Start of Input data
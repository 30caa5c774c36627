//! CLI argument definitions.
//!
//! All Clap derive structs for `mpi-glossary` command-line parsing.

use std::path::PathBuf;

use clap::{ArgAction, Args, Parser, Subcommand, ValueEnum};

/// Sphinx glossary and cross-reference markup generator for MPI lesson
/// material.
#[derive(Parser, Debug)]
#[command(name = "mpi-glossary", author, version, about)]
#[command(propagate_version = true)]
pub struct Cli {
    /// Subcommand to execute.
    #[command(subcommand)]
    pub command: Commands,

    /// Increase verbosity (-v info, -vv debug, -vvv trace).
    #[arg(short, long, action = ArgAction::Count, global = true)]
    pub verbose: u8,

    /// Suppress all non-error output.
    #[arg(short, long, global = true)]
    pub quiet: bool,

    /// Color output control.
    #[arg(long, default_value = "auto", global = true, env = "MPI_GLOSSARY_COLOR")]
    pub color: ColorChoice,
}

/// Top-level subcommands.
#[derive(Subcommand, Debug)]
pub enum Commands {
    /// Emit the glossary epilog markup.
    Emit(EmitArgs),

    /// Validate registry files without emitting.
    Validate(ValidateArgs),

    /// List registered functions.
    List(ListArgs),

    /// Generate shell completion scripts.
    Completions(CompletionsArgs),

    /// Display version information.
    Version(VersionArgs),
}

/// Arguments for `emit`.
#[derive(Args, Debug)]
pub struct EmitArgs {
    /// Path to a YAML registry file (defaults to the built-in registry).
    #[arg(short, long, env = "MPI_GLOSSARY_REGISTRY")]
    pub registry: Option<PathBuf>,

    /// Write the markup to a file instead of stdout.
    #[arg(short, long)]
    pub output: Option<PathBuf>,

    /// Treat validation findings as errors.
    #[arg(long)]
    pub strict: bool,
}

/// Arguments for `validate`.
#[derive(Args, Debug)]
pub struct ValidateArgs {
    /// Registry files to validate.
    #[arg(required = true)]
    pub files: Vec<PathBuf>,

    /// Output format.
    #[arg(short, long, default_value = "human")]
    pub format: OutputFormat,

    /// Treat findings as errors.
    #[arg(long)]
    pub strict: bool,
}

/// Arguments for `list`.
#[derive(Args, Debug)]
pub struct ListArgs {
    /// Path to a YAML registry file (defaults to the built-in registry).
    #[arg(short, long, env = "MPI_GLOSSARY_REGISTRY")]
    pub registry: Option<PathBuf>,

    /// Only list functions from this lesson.
    #[arg(short, long)]
    pub lesson: Option<String>,

    /// Output format.
    #[arg(short, long, default_value = "human")]
    pub format: OutputFormat,
}

/// Arguments for shell completion generation.
#[derive(Args, Debug)]
pub struct CompletionsArgs {
    /// Target shell for completion script.
    pub shell: Shell,
}

/// Arguments for version display.
#[derive(Args, Debug)]
pub struct VersionArgs {
    /// Output format.
    #[arg(short, long, default_value = "human")]
    pub format: OutputFormat,
}

/// Color output choice.
#[derive(Debug, Clone, Copy, PartialEq, Eq, Default, ValueEnum)]
pub enum ColorChoice {
    /// Auto-detect terminal support.
    #[default]
    Auto,
    /// Always use color.
    Always,
    /// Never use color.
    Never,
}

/// Output format for structured output.
#[derive(Debug, Clone, Copy, PartialEq, Eq, Default, ValueEnum)]
pub enum OutputFormat {
    /// Human-readable output.
    #[default]
    Human,
    /// JSON output.
    Json,
}

/// Shell type for completion generation.
#[derive(Debug, Clone, Copy, PartialEq, Eq, ValueEnum)]
pub enum Shell {
    /// Bash shell.
    Bash,
    /// Zsh shell.
    Zsh,
    /// Fish shell.
    Fish,
    /// `PowerShell`.
    #[value(name = "powershell")]
    PowerShell,
    /// Elvish shell.
    Elvish,
}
End of Input data
Would you copy out each line of the records above where the word "functions" occurs?

Reply =
    /// List registered functions.
    /// Only list functions from this lesson.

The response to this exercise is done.